(1.) The Magistrate in this case has discharged the accused refusing to examine all the witnesses cited by the complainant. Now, while Section 253 authorises the Magistrate to discharge an accused person before all the witnesses are examined, if, for reasons to be recorded by him, he considers the charge to be groundless, there are two reasons why his procedure cannot be supported by that section. First, he does not say he finds the charge to be groundless, and I do not agree with the Sessions Judge in his revision order that to say that no case is made out is tantamount to saying the charge is groundless. In fact, the section itself uses both phrases, evidently not in the same sense.
(2.) Secondly, where a complaint prima facie discloses an offence, a Magistrate cannot hold the charge to be groundless unless he knows what is the sort of evidence that is going to be adduced to prove it, and he cannot for example examine . one or two witnesses or, for the matter of that, no witness at all, and then, without knowing what the other witnesses are going to say, hold that the charge is groundless. He can only judicially come to such a conclusion when he has at least ascertained, from the complainant what is the nature of the evidence that the other witnesses are going to give. If he then finds that, even if that evidence was given, the charge would be groundless, it is open to him to discharge the accused on that ground.
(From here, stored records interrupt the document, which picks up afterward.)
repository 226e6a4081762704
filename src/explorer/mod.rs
//! Citation graph model and the flows that load, render and inspect it.

pub mod api;
pub mod detail;
pub mod loader;
pub mod render;
pub mod selection;
pub mod session;
pub mod store;
pub mod types;

#[cfg(test)]
pub(crate) mod testing;

pub use detail::DetailView;
pub use render::Navigation;
pub use selection::ClickEvent;
pub use session::{ExplorerView, NoticeKind, Session};
pub use types::GraphSnapshot;
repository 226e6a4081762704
use leptos::prelude::*;
use leptos_router::components::A;

/// 404 Not Found Page
#[component]
pub fn NotFound() -> impl IntoView {
	view! {
		<div class="not-found">
			<h1>"Page not found"</h1>
			<p>
				<A href="/">"Back to the citation graph"</A>
			</p>
		</div>
	}
}
use std::collections::HashSet;

use super::types::GraphSnapshot;

/// Holds exactly one snapshot. Only whole-snapshot replacement mutates it.
#[derive(Debug, Default)]
pub struct GraphStore {
	snapshot: GraphSnapshot,
	ids: HashSet<String>,
}

impl GraphStore {
	pub fn new() -> Self {
		Self::default()
	}

	/// Drops the current snapshot and installs `snapshot` in its place.
	pub fn replace(&mut self, snapshot: GraphSnapshot) {
		self.ids = snapshot.nodes.iter().map(|node| node.id.clone()).collect();
		self.snapshot = snapshot;
	}

	pub fn snapshot(&self) -> &GraphSnapshot {
		&self.snapshot
	}

	pub fn contains(&self, id: &str) -> bool {
		self.ids.contains(id)
	}

	pub fn node_count(&self) -> usize {
		self.snapshot.nodes.len()
	}

	pub fn edge_count(&self) -> usize {
		self.snapshot.edges.len()
	}
}
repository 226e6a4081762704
//! Test doubles for the graph endpoint and the rendering engine.

use std::cell::RefCell;
use std::collections::HashMap;
use std::rc::Rc;

use super::api::GraphApi;
use super::render::{Navigation, RenderInstance, RenderOptions, Renderer};
use super::types::{CitationEdge, GraphSnapshot, PaperNode};
use crate::components::force_graph::GraphData;
use crate::error::{ExplorerError, Result};

pub fn node(id: &str, label: &str, year: Option<i32>) -> PaperNode {
	PaperNode {
		id: id.into(),
		label: label.into(),
		year,
		..Default::default()
	}
}

pub fn snapshot(ids: &[&str], edges: &[(&str, &str)]) -> GraphSnapshot {
	GraphSnapshot {
		nodes: ids.iter().map(|id| node(id, id, None)).collect(),
		edges: edges
			.iter()
			.map(|(from, to)| CitationEdge {
				from: from.to_string(),
				to: to.to_string(),
				..Default::default()
			})
			.collect(),
	}
}

type Key = (String, Option<u32>);

/// Answers from a script and records every request.
#[derive(Default)]
pub struct FakeApi {
	responses: RefCell<HashMap<Key, Result<GraphSnapshot>>>,
	calls: RefCell<Vec<Key>>,
}

impl FakeApi {
	pub fn respond(&self, paper_id: &str, depth: Option<u32>, response: Result<GraphSnapshot>) {
		self.responses
			.borrow_mut()
			.insert((paper_id.to_string(), depth), response);
	}

	pub fn calls(&self) -> Vec<Key> {
		self.calls.borrow().clone()
	}
}

impl GraphApi for FakeApi {
	async fn fetch_graph(&self, paper_id: &str, depth: Option<u32>) -> Result<GraphSnapshot> {
		let key = (paper_id.to_string(), depth);
		self.calls.borrow_mut().push(key.clone());
		self.responses
			.borrow()
			.get(&key)
			.cloned()
			.unwrap_or_else(|| Err(ExplorerError::Transport("no scripted response".into())))
	}
}

#[derive(Clone, Debug, PartialEq)]
pub enum RenderEvent {
	Created(usize),
	Destroyed(usize),
	Navigated(usize, Navigation),
}

#[derive(Default)]
struct LogInner {
	events: Vec<RenderEvent>,
	next_id: usize,
	live: usize,
	fail_next: Option<String>,
	last_data: Option<GraphData>,
}

/// Shared view of what the fake renderer did.
#[derive(Clone, Default)]
pub struct RenderLog(Rc<RefCell<LogInner>>);

impl RenderLog {
	pub fn events(&self) -> Vec<RenderEvent> {
		self.0.borrow().events.clone()
	}

	pub fn live(&self) -> usize {
		self.0.borrow().live
	}

	pub fn created(&self) -> usize {
		self.0.borrow().next_id
	}

	pub fn last_data(&self) -> Option<GraphData> {
		self.0.borrow().last_data.clone()
	}

	pub fn fail_next(&self, message: &str) {
		self.0.borrow_mut().fail_next = Some(message.to_string());
	}
}

#[derive(Default)]
pub struct FakeRenderer {
	log: RenderLog,
}

impl FakeRenderer {
	pub fn log(&self) -> RenderLog {
		self.log.clone()
	}
}

pub struct FakeInstance {
	id: usize,
	log: RenderLog,
	destroyed: bool,
}

impl Renderer for FakeRenderer {
	type Instance = FakeInstance;

	fn create(&mut self, data: GraphData, _options: &RenderOptions) -> Result<FakeInstance> {
		let mut inner = self.log.0.borrow_mut();
		if let Some(message) = inner.fail_next.take() {
			return Err(ExplorerError::Render(message));
		}
		assert_eq!(inner.live, 0, "an instance is still live");
		let id = inner.next_id;
		inner.next_id += 1;
		inner.live += 1;
		inner.events.push(RenderEvent::Created(id));
		inner.last_data = Some(data);
		Ok(FakeInstance {
			id,
			log: self.log.clone(),
			destroyed: false,
		})
	}
}

impl RenderInstance for FakeInstance {
	fn destroy(&mut self) {
		assert!(!self.destroyed, "instance {} destroyed twice", self.id);
		self.destroyed = true;
		let mut inner = self.log.0.borrow_mut();
		inner.live -= 1;
		inner.events.push(RenderEvent::Destroyed(self.id));
	}

	fn navigate(&mut self, command: Navigation) {
		self.log
			.0
			.borrow_mut()
			.events
			.push(RenderEvent::Navigated(self.id, command));
	}
}
mod instance;
mod render;
mod state;
mod types;

pub use instance::CanvasRenderer;
pub use types::{GraphData, GraphLink, GraphNode};
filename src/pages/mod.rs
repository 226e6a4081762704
pub mod home;
pub mod not_found;
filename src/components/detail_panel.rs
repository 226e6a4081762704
use leptos::prelude::*;
use web_sys::MouseEvent;

use crate::explorer::DetailView;

/// Side panel with the selected paper's metadata.
///
/// Visible exactly when `panel` holds a value.
#[component]
pub fn DetailPanel(
	#[prop(into)] panel: Signal<Option<DetailView>>,
	on_close: impl FnMut(MouseEvent) + 'static,
) -> impl IntoView {
	let field = move |f: fn(&DetailView) -> String| {
		move || panel.with(|p| p.as_ref().map(f).unwrap_or_default())
	};
	let pdf_url = move || panel.with(|p| p.as_ref().and_then(|p| p.pdf_url.clone()));

	view! {
		<aside
			class="paper-details"
			class:show=move || panel.with(Option::is_some)
			data-paper-id=field(|p| p.id.clone())
		>
			<button class="close-details" title="Close" on:click=on_close>
				"×"
			</button>
			<h2>{field(|p| p.title.clone())}</h2>
			<dl>
				<dt>"Authors"</dt>
				<dd>{field(|p| p.authors.clone())}</dd>
				<dt>"Year"</dt>
				<dd>{field(|p| p.year.clone())}</dd>
				<dt>"Abstract"</dt>
				<dd class="abstract">{field(|p| p.abstract_text.clone())}</dd>
			</dl>
			<a
				class="pdf-link"
				target="_blank"
				rel="noopener"
				href=move || pdf_url().unwrap_or_default()
				style:display=move || if pdf_url().is_some() { "inline" } else { "none" }
			>
				"View PDF"
			</a>
		</aside>
	}
}
use std::collections::HashMap;

use ggez::input::keyboard::KeyCode;
use kickabout::input::MoveKey;
use kickabout::math::units::world::Point2D;
use kickabout::network::client::Packet;
use kickabout::network::codec::WireFormat;
use kickabout::network::server::Packet as ServerPacket;
use kickabout::network::{BallState, GameSnapshot, PlayerId, PlayerSnapshot, Position, RoomCode};
use kickabout::session::{ClientSession, Phase};

fn code(code: &str) -> RoomCode {
    RoomCode::parse(code).unwrap()
}

fn snapshot(players: &[(&str, f32, f32)]) -> GameSnapshot {
    GameSnapshot {
        ball: BallState { x: 300.0, y: 200.0, vx: 0.0, vy: 0.0 },
        players: players
            .iter()
            .map(|(id, x, y)| (PlayerId::from(*id), PlayerSnapshot::Flat(Position::new(*x, *y))))
            .collect::<HashMap<_, _>>(),
        status: None,
    }
}

/// A connected host in a started game, with nothing sent yet.
fn playing() -> (ClientSession, Vec<Packet>) {
    let mut session = ClientSession::default();
    session.handle_packet(ServerPacket::Connected { sid: "me".into() });
    session.handle_packet(ServerPacket::RoomCreated { code: code("4821") });
    session.handle_packet(ServerPacket::GameStarted(None));
    (session, Vec::new())
}

#[test]
fn up_left_for_one_frame_sends_one_move() {
    let (mut session, mut out) = playing();
    session.key_down(KeyCode::Up);
    session.key_down(KeyCode::Left);

    let sent = session.frame(&mut out);

    assert_eq!(sent, Some(Point2D::new(95.0, 95.0)));
    assert_eq!(session.position(), Point2D::new(95.0, 95.0));
    assert_eq!(
        out,
        vec![Packet::PlayerMove {
            position: Position::new(95.0, 95.0),
            id: None
        }]
    );
}

#[test]
fn one_message_per_moving_frame_and_none_when_still() {
    let (mut session, mut out) = playing();

    session.frame(&mut out);
    assert!(out.is_empty());

    session.key_down(KeyCode::Down);
    for _ in 0..3 {
        session.frame(&mut out);
    }
    assert_eq!(out.len(), 3);

    session.key_up(KeyCode::Down);
    session.frame(&mut out);
    assert_eq!(out.len(), 3);

    session.key_down(KeyCode::Left);
    session.key_down(KeyCode::Right);
    session.frame(&mut out);
    assert_eq!(out.len(), 3);
    assert_eq!(session.position(), Point2D::new(100.0, 115.0));
}

#[test]
fn non_arrow_keys_leave_key_state_alone() {
    let (mut session, mut out) = playing();

    session.key_down(KeyCode::W);
    session.key_down(KeyCode::Space);
    session.key_down(KeyCode::Escape);
    assert!(!session.keys().any_held());
    assert_eq!(session.frame(&mut out), None);
    assert!(out.is_empty());

    session.key_down(KeyCode::Up);
    session.key_up(KeyCode::Space);
    assert!(session.keys().is_held(MoveKey::Up));
}

#[test]
fn far_update_snaps_local_position() {
    let (mut session, _) = playing();

    session.handle_packet(ServerPacket::GameUpdate(Some(snapshot(&[("me", 130.0, 100.0)]))));

    assert_eq!(session.position(), Point2D::new(130.0, 100.0));
}

#[test]
fn near_update_keeps_prediction() {
    let (mut session, _) = playing();

    session.handle_packet(ServerPacket::GameUpdate(Some(snapshot(&[("me", 105.0, 100.0)]))));

    assert_eq!(session.position(), Point2D::new(100.0, 100.0));
    assert!(session.snapshot().is_some());
}

#[test]
fn other_players_never_move_the_local_player() {
    let (mut session, _) = playing();

    session.handle_packet(ServerPacket::GameUpdate(Some(snapshot(&[("other", 500.0, 300.0)]))));

    assert_eq!(session.position(), Point2D::new(100.0, 100.0));
    let stored = session.snapshot().unwrap();
    assert_eq!(stored.player_position(&"other".into()), Some(Position::new(500.0, 300.0)));
}

#[test]
fn nested_player_shape_from_the_wire_reconciles() {
    let (mut session, _) = playing();
    let bytes = br#"{"event":"game_update","data":{
        "ball": {"x": 300, "y": 200, "vx": 0, "vy": 0},
        "players": {"me": {"position": {"x": 100, "y": 150}}},
        "status": "playing"
    }}"#;

    let packet: ServerPacket = WireFormat::Json.decode(bytes).unwrap();
    session.handle_packet(packet);

    assert_eq!(session.position(), Point2D::new(100.0, 150.0));
}

#[test]
fn room_lifecycle() {
    let mut session = ClientSession::default();
    let mut out = Vec::new();
    session.handle_packet(ServerPacket::Connected { sid: "host".into() });
    assert_eq!(session.phase(), Phase::Lobby);

    session.create_room(&mut out);
    assert_eq!(out, vec![Packet::CreateRoom]);

    session.handle_packet(ServerPacket::RoomCreated { code: code("4821") });
    assert_eq!(session.phase(), Phase::Waiting);
    assert!(session.is_host());
    assert!(session.frame_loop().is_armed());
    assert_eq!(session.players(), &[PlayerId::from("host")]);

    // alone in the room, start is refused
    assert!(!session.can_start());
    session.start_game(&mut out);
    assert_eq!(out.len(), 1);

    session.handle_packet(ServerPacket::PlayerJoined {
        players: vec!["host".into(), "guest".into()],
    });
    assert!(session.can_start());
    session.start_game(&mut out);
    assert_eq!(out.last(), Some(&Packet::StartGame));

    session.handle_packet(ServerPacket::GameStarted(None));
    assert_eq!(session.phase(), Phase::Playing);
    assert!(!session.can_start());

    session.key_down(KeyCode::Right);
    session.leave_room(&mut out);
    assert_eq!(out.last(), Some(&Packet::LeaveRoom));
    assert_eq!(session.phase(), Phase::Lobby);
    assert!(!session.is_host());
    assert!(!session.frame_loop().is_armed());
    assert!(!session.keys().any_held());
    assert!(session.snapshot().is_none());

    // no further moves once out of the room
    let sent = out.len();
    session.key_down(KeyCode::Right);
    session.frame(&mut out);
    assert_eq!(out.len(), sent);
}

#[test]
fn guest_cannot_start() {
    let mut session = ClientSession::default();
    let mut out = Vec::new();

    session.handle_packet(ServerPacket::RoomJoined {
        code: code("4821"),
        players: vec!["host".into(), "me".into()],
    });
    assert_eq!(session.phase(), Phase::Waiting);
    assert!(!session.is_host());

    session.start_game(&mut out);
    assert!(out.is_empty());
}

#[test]
fn join_normalizes_and_rejects_blank_codes() {
    let mut session = ClientSession::default();
    let mut out = Vec::new();

    assert!(!session.join_room("   ", &mut out));
    assert!(out.is_empty());

    assert!(session.join_room(" ab12 ", &mut out));
    assert_eq!(out, vec![Packet::JoinRoom { code: code("AB12") }]);
}

#[test]
fn room_error_is_kept_until_next_attempt() {
    let mut session = ClientSession::default();
    let mut out = Vec::new();

    session.handle_packet(ServerPacket::RoomError {
        error: "Room not found".to_owned(),
    });
    assert_eq!(session.error(), Some("Room not found"));
    assert_eq!(session.phase(), Phase::Lobby);

    session.join_room("1111", &mut out);
    assert_eq!(session.error(), None);
}

#[test]
fn leaving_outside_a_room_sends_nothing() {
    let mut session = ClientSession::default();
    let mut out = Vec::new();

    session.leave_room(&mut out);
    assert!(out.is_empty());
}

#[test]
fn updates_outside_a_room_are_dropped() {
    let mut session = ClientSession::default();
    session.handle_packet(ServerPacket::Connected { sid: "me".into() });

    session.handle_packet(ServerPacket::GameUpdate(Some(snapshot(&[("me", 400.0, 400.0)]))));

    assert_eq!(session.position(), Point2D::new(100.0, 100.0));
    assert!(session.snapshot().is_none());
}
//! Client-side prediction of the local player's position, and the hard
//! correction applied when the server disagrees by too much.

use crate::input::KeyState;
use crate::math::units::world::*;
use crate::math::{clamp_circle, field_bounds};
use crate::network::Position;
use crate::{PLAYER_RADIUS, PLAYER_SPEED, RECONCILIATION_THRESHOLD, SPAWN_X, SPAWN_Y};

/// Outcome of comparing the predicted position against an authoritative one.
#[derive(Copy, Clone, PartialEq, Debug)]
pub enum Reconciliation {
    /// Within tolerance, the prediction was kept.
    Trusted,
    /// Too far off, the position was replaced by the server's.
    Snapped { from: Point2D, to: Point2D },
}

#[derive(Clone, Debug)]
pub struct Predictor {
    position: Point2D,
    speed: f32,
    threshold: f32,
    bounds: Option<Box2D>,
}

impl Default for Predictor {
    fn default() -> Self {
        Self::new(PLAYER_SPEED, RECONCILIATION_THRESHOLD)
    }
}

impl Predictor {
    pub fn new(speed: f32, threshold: f32) -> Self {
        Self {
            position: Point2D::new(SPAWN_X, SPAWN_Y),
            speed,
            threshold,
            bounds: None,
        }
    }

    /// Keeps the player's circle inside the field after every step.
    pub fn with_field_clamp(mut self, enabled: bool) -> Self {
        self.bounds = enabled.then(field_bounds);
        self
    }

    pub fn position(&self) -> Point2D {
        self.position
    }

    pub fn set_position(&mut self, position: Point2D) {
        self.position = position;
    }

    /// Advances the prediction by one frame of held keys.
    ///
    /// Returns the new position only if it differs from the previous one on either axis.
    pub fn step(&mut self, keys: &KeyState) -> Option<Point2D> {
        let previous = self.position;

        let mut next = previous + keys.direction() * self.speed;
        if let Some(bounds) = &self.bounds {
            next = clamp_circle(next, PLAYER_RADIUS, bounds);
        }
        self.position = next;

        (next.x != previous.x || next.y != previous.y).then_some(next)
    }

    pub fn reconcile(&mut self, authoritative: Position) -> Reconciliation {
        let server = Point2D::from(authoritative);
        let local = self.position;

        if (server.x - local.x).abs() > self.threshold || (server.y - local.y).abs() > self.threshold {
            self.position = server;
            Reconciliation::Snapped { from: local, to: server }
        } else {
            Reconciliation::Trusted
        }
    }
}
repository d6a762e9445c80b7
use std::collections::HashMap;
use std::fmt::Display;

use serde::{Deserialize, Serialize};
use uuid::Uuid;

use crate::math::units::world::*;

pub mod client;
pub mod codec;
pub mod server;

/// Session identifier of a connected player, as handed out by the server.
#[derive(Serialize, Deserialize, PartialEq, Debug, Eq, Hash, Clone, PartialOrd, Ord)]
#[serde(transparent)]
pub struct PlayerId(pub String);

impl PlayerId {
    /// A locally generated id, used until the server acknowledges the connection.
    pub fn generate() -> Self {
        Self(Uuid::new_v4().to_string())
    }

    pub fn as_str(&self) -> &str {
        &self.0
    }
}

impl From<&str> for PlayerId {
    fn from(id: &str) -> Self {
        Self(id.to_owned())
    }
}

impl Display for PlayerId {
    fn fmt(&self, f: &mut std::fmt::Formatter<'_>) -> std::fmt::Result {
        f.write_str(&self.0)
    }
}

#[derive(Serialize, Deserialize, PartialEq, Debug, Eq, Hash, Clone)]
#[serde(transparent)]
pub struct RoomCode(String);

impl RoomCode {
    /// Normalizes user input the way codes are typed into the lobby: trimmed and upper-cased.
    /// Returns `None` for blank input.
    pub fn parse(input: &str) -> Option<Self> {
        let code = input.trim().to_uppercase();
        if code.is_empty() {
            None
        } else {
            Some(Self(code))
        }
    }

    pub fn as_str(&self) -> &str {
        &self.0
    }
}

impl Display for RoomCode {
    fn fmt(&self, f: &mut std::fmt::Formatter<'_>) -> std::fmt::Result {
        f.write_str(&self.0)
    }
}

/// A position on the wire, `{x, y}`.
#[derive(Copy, Clone, Serialize, Deserialize, PartialEq, Debug, Default)]
pub struct Position {
    pub x: f32,
    pub y: f32,
}

impl Position {
    pub fn new(x: f32, y: f32) -> Self {
        Self { x, y }
    }
}

impl From<Point2D> for Position {
    fn from(point: Point2D) -> Self {
        Self::new(point.x, point.y)
    }
}

impl From<Position> for Point2D {
    fn from(position: Position) -> Self {
        Point2D::new(position.x, position.y)
    }
}

#[derive(Copy, Clone, Serialize, Deserialize, PartialEq, Debug, Default)]
pub struct BallState {
    pub x: f32,
    pub y: f32,
    #[serde(default)]
    pub vx: f32,
    #[serde(default)]
    pub vy: f32,
}

impl BallState {
    pub fn position(&self) -> Point2D {
        Point2D::new(self.x, self.y)
    }
}

/// A player's entry in a snapshot. Servers report either `{x, y}` or `{position: {x, y}}`.
#[derive(Copy, Clone, Serialize, Deserialize, PartialEq, Debug)]
#[serde(untagged)]
pub enum PlayerSnapshot {
    Nested { position: Position },
    Flat(Position),
}

impl PlayerSnapshot {
    pub fn position(&self) -> Position {
        match self {
            PlayerSnapshot::Nested { position } | PlayerSnapshot::Flat(position) => *position,
        }
    }
}

#[derive(Copy, Clone, Serialize, Deserialize, PartialEq, Debug, Eq)]
#[serde(rename_all = "lowercase")]
pub enum RoomStatus {
    Waiting,
    Playing,
    Ended,
}

/// Full state of a room as broadcast by the server.
#[derive(Clone, Serialize, Deserialize, PartialEq, Debug)]
pub struct GameSnapshot {
    pub ball: BallState,
    #[serde(default)]
    pub players: HashMap<PlayerId, PlayerSnapshot>,
    #[serde(default, skip_serializing_if = "Option::is_none")]
    pub status: Option<RoomStatus>,
}

impl GameSnapshot {
    pub fn player_position(&self, id: &PlayerId) -> Option<Position> {
        self.players.get(id).map(PlayerSnapshot::position)
    }
}
use serde::{Deserialize, Serialize};

use super::{PlayerId, Position, RoomCode};

/// Packets sent from the client to the server
#[derive(Clone, Serialize, Deserialize, PartialEq, Debug)]
#[serde(tag = "event", content = "data", rename_all = "snake_case")]
pub enum Packet {
    CreateRoom,
    JoinRoom {
        code: RoomCode,
    },
    StartGame,
    LeaveRoom,
    PlayerMove {
        position: Position,
        #[serde(default, skip_serializing_if = "Option::is_none")]
        id: Option<PlayerId>,
    },
}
(3.) In the present case, the Magistrate has, so far as appears, made no attempt to find out what the other witnesses were going to say and it was not therefore open to him to discharge the accused. I am informed that two of the witnesses, not examined by him, compositors of the press, are prepared to give evidence of value against accused 4, 5 and 8. That evidence cannot be shut out by the arbitrary method of discharging the accused before these witnesses have been heard.